** Supplied records follows **

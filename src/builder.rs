//! Chunked construction of a [`TextBuffer`].

use crate::buffer::ChunkBuffer;
use crate::piece_tree::Eol;
use crate::strings;
use crate::text_buffer::TextBuffer;

/// Accepts raw text in chunks and finalizes into a [`TextBuffer`].
///
/// The first chunk's byte-order mark is detected and held aside. A chunk
/// ending in `\r` keeps that byte back so a `\n` arriving at the start of
/// the next chunk lands in the same chunk buffer and the pair stays one
/// terminator.
#[derive(Default)]
pub struct TextBufferBuilder {
    chunks: Vec<ChunkBuffer>,
    bom: String,
    /// Trailing `\r` of the previous chunk, still to be emitted.
    pending_cr: bool,
    cr: usize,
    lf: usize,
    crlf: usize,
    contains_rtl: bool,
    contains_unusual_line_terminators: bool,
    not_basic_ascii: bool,
}

impl TextBufferBuilder {
    pub fn new() -> TextBufferBuilder {
        TextBufferBuilder::default()
    }

    pub fn accept_chunk(&mut self, text: &str) {
        if text.is_empty() {
            return;
        }

        let mut chunk = text;
        if self.chunks.is_empty() && !self.pending_cr {
            if let Some(stripped) = chunk.strip_prefix(strings::UTF8_BOM) {
                self.bom = strings::UTF8_BOM.to_string();
                chunk = stripped;
            }
        }

        if let Some(body) = chunk.strip_suffix('\r') {
            self.accept_chunk_inner(body, false);
            self.pending_cr = true;
        } else {
            self.accept_chunk_inner(chunk, false);
            self.pending_cr = false;
        }
    }

    fn accept_chunk_inner(&mut self, chunk: &str, allow_empty: bool) {
        if !allow_empty && chunk.is_empty() && !self.pending_cr {
            return;
        }

        if self.pending_cr {
            self.pending_cr = false;
            let mut text = String::with_capacity(chunk.len() + 1);
            text.push('\r');
            text.push_str(chunk);
            self.append_chunk(&text);
        } else {
            self.append_chunk(chunk);
        }
    }

    fn append_chunk(&mut self, chunk: &str) {
        let analysis = strings::analyze_line_starts(chunk);

        self.cr += analysis.cr;
        self.lf += analysis.lf;
        self.crlf += analysis.crlf;

        if !analysis.is_basic_ascii {
            self.not_basic_ascii = true;
            if !self.contains_rtl {
                self.contains_rtl = strings::contains_rtl(chunk);
            }
            if !self.contains_unusual_line_terminators {
                self.contains_unusual_line_terminators =
                    strings::contains_unusual_line_terminators(chunk);
            }
        }

        self.chunks
            .push(ChunkBuffer::from_parts(chunk.to_string(), analysis.line_starts));
    }

    /// Majority vote between CR-bearing and plain-LF terminators;
    /// `default_eol` decides for empty or single-line input.
    fn detect_eol(&self, default_eol: Eol) -> Eol {
        let total = self.cr + self.lf + self.crlf;
        let total_cr = self.cr + self.crlf;
        if total == 0 {
            return default_eol;
        }
        if total_cr > total / 2 {
            Eol::CrLf
        } else {
            Eol::Lf
        }
    }

    /// Finalizes into a [`TextBuffer`], deciding the document EOL and
    /// optionally rewriting every terminator to it.
    pub fn build(mut self, default_eol: Eol, normalize_eol: bool) -> TextBuffer {
        if self.chunks.is_empty() && !self.pending_cr {
            self.accept_chunk_inner("", true);
        }

        if self.pending_cr {
            // flush the held-back \r into the last chunk
            self.pending_cr = false;
            match self.chunks.last_mut() {
                Some(last) => {
                    last.text.push('\r');
                    last.line_starts = strings::compute_line_starts(&last.text);
                }
                None => self.chunks.push(ChunkBuffer::new("\r".to_string())),
            }
            self.cr += 1;
        }

        let eol = self.detect_eol(default_eol);

        if normalize_eol
            && ((eol == Eol::CrLf && (self.cr > 0 || self.lf > 0))
                || (eol == Eol::Lf && (self.cr > 0 || self.crlf > 0)))
        {
            for chunk in &mut self.chunks {
                let text = strings::normalize_eol(&chunk.text, eol.as_str());
                *chunk = ChunkBuffer::new(text);
            }
        }

        tracing::debug!(
            eol = eol.as_str(),
            normalized = normalize_eol,
            chunks = self.chunks.len(),
            "finalizing text buffer"
        );

        TextBuffer::new(
            self.chunks,
            eol,
            normalize_eol,
            self.bom,
            self.contains_rtl,
            self.contains_unusual_line_terminators,
            self.not_basic_ascii,
        )
    }
}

** End of Supplied records **

» **Task instructions**
Nothing but the complete listing, repeated exactly, belongs in the answer.

» **Result of this task**
filename src/builder.rs
//! Chunked construction of a [`TextBuffer`].

use crate::buffer::ChunkBuffer;
use crate::piece_tree::Eol;
use crate::strings;
use crate::text_buffer::TextBuffer;

/// Accepts raw text in chunks and finalizes into a [`TextBuffer`].
///
/// The first chunk's byte-order mark is detected and held aside. A chunk
/// ending in `\r` keeps that byte back so a `\n` arriving at the start of
/// the next chunk lands in the same chunk buffer and the pair stays one
/// terminator.
#[derive(Default)]
pub struct TextBufferBuilder {
    chunks: Vec<ChunkBuffer>,
    bom: String,
    /// Trailing `\r` of the previous chunk, still to be emitted.
    pending_cr: bool,
    cr: usize,
    lf: usize,
    crlf: usize,
    contains_rtl: bool,
    contains_unusual_line_terminators: bool,
    not_basic_ascii: bool,
}

impl TextBufferBuilder {
    pub fn new() -> TextBufferBuilder {
        TextBufferBuilder::default()
    }

    pub fn accept_chunk(&mut self, text: &str) {
        if text.is_empty() {
            return;
        }

        let mut chunk = text;
        if self.chunks.is_empty() && !self.pending_cr {
            if let Some(stripped) = chunk.strip_prefix(strings::UTF8_BOM) {
                self.bom = strings::UTF8_BOM.to_string();
                chunk = stripped;
            }
        }

        if let Some(body) = chunk.strip_suffix('\r') {
            self.accept_chunk_inner(body, false);
            self.pending_cr = true;
        } else {
            self.accept_chunk_inner(chunk, false);
            self.pending_cr = false;
        }
    }

    fn accept_chunk_inner(&mut self, chunk: &str, allow_empty: bool) {
        if !allow_empty && chunk.is_empty() && !self.pending_cr {
            return;
        }

        if self.pending_cr {
            self.pending_cr = false;
            let mut text = String::with_capacity(chunk.len() + 1);
            text.push('\r');
            text.push_str(chunk);
            self.append_chunk(&text);
        } else {
            self.append_chunk(chunk);
        }
    }

    fn append_chunk(&mut self, chunk: &str) {
        let analysis = strings::analyze_line_starts(chunk);

        self.cr += analysis.cr;
        self.lf += analysis.lf;
        self.crlf += analysis.crlf;

        if !analysis.is_basic_ascii {
            self.not_basic_ascii = true;
            if !self.contains_rtl {
                self.contains_rtl = strings::contains_rtl(chunk);
            }
            if !self.contains_unusual_line_terminators {
                self.contains_unusual_line_terminators =
                    strings::contains_unusual_line_terminators(chunk);
            }
        }

        self.chunks
            .push(ChunkBuffer::from_parts(chunk.to_string(), analysis.line_starts));
    }

    /// Majority vote between CR-bearing and plain-LF terminators;
    /// `default_eol` decides for empty or single-line input.
    fn detect_eol(&self, default_eol: Eol) -> Eol {
        let total = self.cr + self.lf + self.crlf;
        let total_cr = self.cr + self.crlf;
        if total == 0 {
            return default_eol;
        }
        if total_cr > total / 2 {
            Eol::CrLf
        } else {
            Eol::Lf
        }
    }

    /// Finalizes into a [`TextBuffer`], deciding the document EOL and
    /// optionally rewriting every terminator to it.
    pub fn build(mut self, default_eol: Eol, normalize_eol: bool) -> TextBuffer {
        if self.chunks.is_empty() && !self.pending_cr {
            self.accept_chunk_inner("", true);
        }

        if self.pending_cr {
            // flush the held-back \r into the last chunk
            self.pending_cr = false;
            match self.chunks.last_mut() {
                Some(last) => {
                    last.text.push('\r');
                    last.line_starts = strings::compute_line_starts(&last.text);
                }
                None => self.chunks.push(ChunkBuffer::new("\r".to_string())),
            }
            self.cr += 1;
        }

        let eol = self.detect_eol(default_eol);

        if normalize_eol
            && ((eol == Eol::CrLf && (self.cr > 0 || self.lf > 0))
                || (eol == Eol::Lf && (self.cr > 0 || self.crlf > 0)))
        {
            for chunk in &mut self.chunks {
                let text = strings::normalize_eol(&chunk.text, eol.as_str());
                *chunk = ChunkBuffer::new(text);
            }
        }

        tracing::debug!(
            eol = eol.as_str(),
            normalized = normalize_eol,
            chunks = self.chunks.len(),
            "finalizing text buffer"
        );

        TextBuffer::new(
            self.chunks,
            eol,
            normalize_eol,
            self.bom,
            self.contains_rtl,
            self.contains_unusual_line_terminators,
            self.not_basic_ascii,
        )
    }
}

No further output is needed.